This invention relates to an optimization device, an optimization method, and an optimization program for deriving a pseudo-optimal solution to an optimization problem.
Various algorithms for solving combinatorial optimization problems are known. Non-Patent Literature 1 describes the interior point method, a type of algorithm. The interior point method is a method to approach the optimal solution from a sequence of interior points that satisfy constraints.
Other known solvers for solving optimization problems include the simplex method, cutting plane method, branch-and-bound method, and branch-and-cut method. The simplex method is a method to approach the optimal solution by moving the vertices of a polyhedron when the constraint condition is the polyhedron. Although it depends on the problem, the interior point method tends to be more efficient than the simplex method for large-scale calculations. The cutting plane method, the branch-and-bound method, and the branch-and-cut method are mainly used for solving integer linear programming problems.

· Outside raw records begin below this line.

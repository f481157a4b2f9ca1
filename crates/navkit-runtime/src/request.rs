#![forbid(unsafe_code)]

//! Queued navigation requests and the projection they are validated against.
//!
//! A request is checked twice: once when it is issued, against the
//! *projection* (committed layers plus the in-flight transition plus every
//! queued request), so misuse errors reach the caller synchronously; and once
//! more when it is dequeued, against the committed layers, because a
//! cancelled transition can invalidate what was queued behind it.

use navkit_core::{NavigationStack, OnDismiss, OnLeave, Screen, ScreenId, StackError};

use crate::error::RouterError;
use crate::host::TransitionKind;

/// A navigation request waiting to run.
pub(crate) enum Request<C> {
    Push {
        screen: Screen<C>,
        animated: bool,
        on_leave: Option<OnLeave>,
    },
    /// `expected` pins the screen the caller was told would leave.
    Pop {
        animated: bool,
        expected: Option<ScreenId>,
    },
    PopTo {
        target: ScreenId,
        animated: bool,
    },
    PopToRoot {
        animated: bool,
    },
    SetRoot {
        screen: Screen<C>,
        on_leave: Option<OnLeave>,
    },
    Present {
        screen: Screen<C>,
        animated: bool,
        on_dismiss: Option<OnDismiss>,
    },
    Dismiss {
        animated: bool,
        completion: Option<OnDismiss>,
    },
}

impl<C> Request<C> {
    pub(crate) fn kind(&self) -> TransitionKind {
        match self {
            Self::Push { .. } => TransitionKind::Push,
            Self::Pop { .. } => TransitionKind::Pop,
            Self::PopTo { .. } | Self::PopToRoot { .. } => TransitionKind::PopTo,
            Self::SetRoot { .. } => TransitionKind::SetRoot,
            Self::Present { .. } => TransitionKind::Present,
            Self::Dismiss { .. } => TransitionKind::Dismiss,
        }
    }

    pub(crate) fn animated(&self) -> bool {
        match self {
            Self::Push { animated, .. }
            | Self::Pop { animated, .. }
            | Self::PopTo { animated, .. }
            | Self::PopToRoot { animated }
            | Self::Present { animated, .. }
            | Self::Dismiss { animated, .. } => *animated,
            Self::SetRoot { .. } => false,
        }
    }

    /// Number of callbacks the request carries.
    pub(crate) fn callback_count(&self) -> u64 {
        let present = match self {
            Self::Push { on_leave, .. } | Self::SetRoot { on_leave, .. } => on_leave.is_some(),
            Self::Present { on_dismiss, .. } => on_dismiss.is_some(),
            Self::Dismiss { completion, .. } => completion.is_some(),
            Self::Pop { .. } | Self::PopTo { .. } | Self::PopToRoot { .. } => false,
        };
        u64::from(present)
    }
}

/// What a request does to a projection.
#[derive(Debug, Clone, PartialEq, Eq)]
pub(crate) enum Effect {
    Pushed(ScreenId),
    Popped(ScreenId),
    /// Removed identities, innermost first.
    PoppedTo(Vec<ScreenId>),
    /// Previous identities, innermost first.
    RootSet(Vec<ScreenId>),
    Presented(ScreenId),
    Dismissed(ScreenId),
}

impl Effect {
    /// The one screen a single-screen effect is about.
    pub(crate) fn screen(&self) -> Option<ScreenId> {
        match self {
            Self::Pushed(id) | Self::Popped(id) | Self::Presented(id) | Self::Dismissed(id) => {
                Some(*id)
            }
            Self::PoppedTo(_) | Self::RootSet(_) => None,
        }
    }

    /// Identities leaving a layer, innermost first.
    pub(crate) fn into_removed(self) -> Vec<ScreenId> {
        match self {
            Self::PoppedTo(ids) | Self::RootSet(ids) => ids,
            Self::Popped(id) | Self::Dismissed(id) => vec![id],
            Self::Pushed(_) | Self::Presented(_) => Vec::new(),
        }
    }
}

/// Identity-only view of both layers.
#[derive(Debug, Clone, Default, PartialEq, Eq)]
pub(crate) struct Projection {
    pub(crate) stack: NavigationStack<ScreenId>,
    pub(crate) modals: Vec<ScreenId>,
}

impl Projection {
    pub(crate) fn new(stack: NavigationStack<ScreenId>, modals: Vec<ScreenId>) -> Self {
        Self { stack, modals }
    }

    /// Apply `request`, leaving `self` untouched on error.
    pub(crate) fn apply<C>(
        &mut self,
        request: &Request<C>,
        max_depth: usize,
    ) -> Result<Effect, RouterError> {
        match request {
            Request::Push { screen, .. } => {
                let id = screen.id();
                if self.modals.contains(&id) {
                    return Err(StackError::DuplicateIdentity(id).into());
                }
                if max_depth > 0 && self.stack.len() >= max_depth {
                    return Err(RouterError::DepthExceeded { limit: max_depth });
                }
                self.stack.push(id)?;
                Ok(Effect::Pushed(id))
            }
            Request::Pop { expected, .. } => {
                if let Some(expected) = expected {
                    if self.stack.top() != Some(expected) {
                        return Err(StackError::NotFound(*expected).into());
                    }
                }
                Ok(Effect::Popped(self.stack.pop_one()?))
            }
            Request::PopTo { target, .. } => {
                let mut removed = self.stack.pop_to(*target)?;
                removed.reverse();
                Ok(Effect::PoppedTo(removed))
            }
            Request::PopToRoot { .. } => {
                let root = *self.stack.root().ok_or(StackError::EmptyStack)?;
                let mut removed = self.stack.pop_to(root)?;
                removed.reverse();
                Ok(Effect::PoppedTo(removed))
            }
            Request::SetRoot { screen, .. } => {
                let id = screen.id();
                if self.modals.contains(&id) {
                    return Err(StackError::DuplicateIdentity(id).into());
                }
                let mut previous = self.stack.set_root(id);
                previous.reverse();
                Ok(Effect::RootSet(previous))
            }
            Request::Present { screen, .. } => {
                let id = screen.id();
                if self.modals.contains(&id) || self.stack.contains(id) {
                    return Err(StackError::DuplicateIdentity(id).into());
                }
                self.modals.push(id);
                Ok(Effect::Presented(id))
            }
            Request::Dismiss { .. } => self
                .modals
                .pop()
                .map(Effect::Dismissed)
                .ok_or(RouterError::NothingPresented),
        }
    }
}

It is also known that the above-mentioned interior point method, simplex method, cutting plane method, branch-and-bound method, and branch-and-cut method require an enormous amount of computation when solving optimization problems. For example, even with the interior point method, which is said to be the fastest, it is known that the computation speed is proportional to the cube of the dimension of the feature space assumed in the constraint conditions.
On the other hand, there are cases where a rough optimization result (sometimes referred to as a pseudo-optimal solution) is needed without requiring an exact optimal solution, but with an emphasis on speed. However, the algorithms described above are not suitable for this purpose. Therefore, it is desirable to obtain a pseudo-optimal solution faster than, for example, the interior point method, with an emphasis on speed.
Therefore, it is an exemplary object of the present invention to provide an optimization device, an optimization method, and an optimization program that can derive a pseudo-optimal solution in a combinatorial optimization problem.
The optimization device according to the present invention includes: an input means which accepts input of multiple candidate solutions to an optimization problem in which an objective function is express as an inner product of a feature and weight, or expressed in a bilinear form, and input of weight of the objective function; an optimal solution determination means which determines as an optimal solution, among the candidate solutions, the candidate solution that maximizes the inner product with the weight of the objective function or the candidate solution that maximizes a value of the bilinear form; and an output means which outputs the optimal solution.
The optimization method according to the present invention includes: accepting input of multiple candidate solutions to an optimization problem in which an objective function is express as an inner product of a feature and weight, or expressed in a bilinear form, and input of weight of the objective function; determining as an optimal solution, among the candidate solutions, the candidate solution that maximizes the inner product with the weight of the objective function or the candidate solution that maximizes a value of the bilinear form; and outputting the optimal solution.
The optimization program according to the present invention for causing the computer to execute: input process of accepting input of multiple candidate solutions to an optimization problem in which an objective function is express as an inner product of a feature and weight, or expressed in a bilinear form, and input of weight of the objective function; optimal solution determination process of determining as an optimal solution, among the candidate solutions, the candidate solution that maximizes the inner product with the weight of the objective function or the candidate solution that maximizes a value of the bilinear form; and output process of outputting the optimal solution.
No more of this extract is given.